Grand Prince of Kabardia (disputed)
- Reign: c. 1480s–1491
- Predecessor: Qeytuqo Jankhot
- Successor: Mirza Jilakhstan

Prince of the Principality of Jilakhstaney
- Reign: c. 15th century – 1550s
- Predecessor: Office established
- Successor: Seizure of lands by Temruqo Idar
- Born: Unknown
- Died: 1491 (per AS 3313) 1550s (oral history) Kabardia
- Issue: Jamirza Laversan Qanshau TagataMirza

Names
- Jilakhstan, son of Minbolet
- Kabardian: Минболэт и къуэ Жылахъстэн
- House: Inalid dynasty House of Jilakhstan (Founder); ;
- Father: Minbolet of Kabardia
- Religion: Sunni Islam

= Jilakhstan of Kabardia =

Jilakhstan Minbolet (Минболэт Жылахъстэн), was a Kabardian prince associated with the late 15th-century political history of Kabardia. He was a ruler during a period of dynastic change and political restructuring within the Kabardian principalities, and his rule is linked to early processes that shaped the territorial and political organization of Kabardia in the post-unified period.

==Biography==
===Written sources===
The Arabic manuscript al-'Uqūd al-Jawhariyya fī al-Mahāsin al-Dawla al-Ashrafiyya al-Ghawiyya (Precious Necklaces of the Dignities of the State of al-Ashraf al-Ghawri, abbreviated as AS 3313) records a conflict between Jilakhstan, son of Minbolet (referred to in the manuscript as Kilak-Sultan), and Qeytuqo, son of Jankhot (referred to as Kituk), which began in the 1470s.

The conflict began when Jilakhstan's brother, Bora of Kabardia, who held the title of Grand Prince of Kabardia, was killed by Qeytuqo, who subsequently seized power. This led to a struggle between Qeytuqo and Jilakhstan. According to AS 3313, Jilakhstan confronted Qeytuqo in battle and defeated him:

“He [Kituk] went, entered into battle and was defeated [by] Kilak-Sultan.”

The second phase of the conflict also took place during the 1470s.

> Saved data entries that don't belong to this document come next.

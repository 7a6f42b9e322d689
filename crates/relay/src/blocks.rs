use alloy::{eips::BlockNumberOrTag, providers::Provider, transports::TransportResult};
use tracing::debug;

/// Format a block number as `0x`-prefixed hex.
pub fn hex_block_number(number: u64) -> String {
    format!("0x{number:x}")
}

/// Resolve a block tag to a concrete block number.
///
/// Numbers are returned as-is. `latest` asks the node for its block number.
/// Other tags look the block up, falling back to the latest block number
/// when the node has no such block.
pub async fn resolve_block_number<P: Provider>(
    provider: &P,
    tag: BlockNumberOrTag,
) -> TransportResult<u64> {
    let number = match tag {
        BlockNumberOrTag::Number(number) => return Ok(number),
        BlockNumberOrTag::Latest => provider.get_block_number().await?,
        tag => match provider.get_block_by_number(tag).await? {
            Some(block) => block.header.number,
            None => provider.get_block_number().await?,
        },
    };
    debug!(%tag, number, "resolved block tag");
    Ok(number)
}

/// Resolve the `state_block_number` param for a simulation.
///
/// No tag and `latest` are sent as `latest`. Anything else is resolved to a
/// number with [`resolve_block_number`] and sent as hex.
pub async fn resolve_state_block<P: Provider>(
    provider: &P,
    tag: Option<BlockNumberOrTag>,
) -> TransportResult<String> {
    match tag {
        None | Some(BlockNumberOrTag::Latest) => Ok(BlockNumberOrTag::Latest.to_string()),
        Some(tag) => resolve_block_number(provider, tag).await.map(hex_block_number),
    }
}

Following his defeat, Qeytuqo fled to the Great Horde, converted to Islam, and later returned to Kabardia with a Tatar force. This compelled Jilakhstan to flee the country. The manuscript states:

"Kituk went to the Tatars, accepted Islam from them, and came with the Tatars. Kilak Sultan fled from them."

The third phase of the conflict concerned Jilakhstan's efforts to secure external support in order to regain power. AS 3313 states that after Qeytuqo's return with the Tatars, Jilakhstan fled to Shirvan, whose ruler, Farrukh Yasar, a vassal of Aq Qoyunlu, sent him to Tabriz to meet the Aq Qoyunlu ruler Yaqub. Since Yaqub ascended the throne in 1478, this date serves as the terminus post quem for these events.

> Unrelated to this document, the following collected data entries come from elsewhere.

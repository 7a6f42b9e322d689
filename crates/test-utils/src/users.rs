//! Deterministic test keys.
use alloy::{
    primitives::{Address, B256},
    signers::local::PrivateKeySigner,
};
use std::sync::LazyLock;

/// Make a wallet with a deterministic keypair.
pub fn make_wallet(i: u8) -> PrivateKeySigner {
    PrivateKeySigner::from_bytes(&B256::repeat_byte(i)).unwrap()
}

/// Test signers, with keys `0x0101..`, `0x0202..`, and so on.
pub static TEST_SIGNERS: LazyLock<[PrivateKeySigner; 4]> =
    LazyLock::new(|| [1, 2, 3, 4].map(make_wallet));

/// Addresses of [`TEST_SIGNERS`].
pub static TEST_USERS: LazyLock<[Address; 4]> =
    LazyLock::new(|| TEST_SIGNERS.each_ref().map(|signer| signer.address()));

Despite receiving a favorable reception, Jilakhstan failed to obtain military assistance from Yaqub. According to AS 3313, this was because Qeytuqo had sent Yaqub a girl identified as the daughter of his paternal uncle, Qeban, son of Qirqilish. Jilakhstan's subsequent dealings with Farrukh Yasar proved more successful. After converting to Islam in Shirvan, he was granted three thousand horsemen. With this force, Jilakhstan returned to Kabardia, and Qeytuqo fled upon his arrival.

In 1486, during the campaign of Sheikh Haydar against Circassia, the lands of the Kabardians were devastated. In response, the council of elders decided to divide Kabardia into two appanages, one ruled by Qeytuqo and the other by Jilakhstan. The description of these events in AS 3313 is followed by an account of the marriage between Jilakhstan and Qeytuqo's mother, although the precise date of this marriage is unclear. The manuscript then records the murder of Qeytuqo, after which Jilakhstan gained control of the whole of Kabardia.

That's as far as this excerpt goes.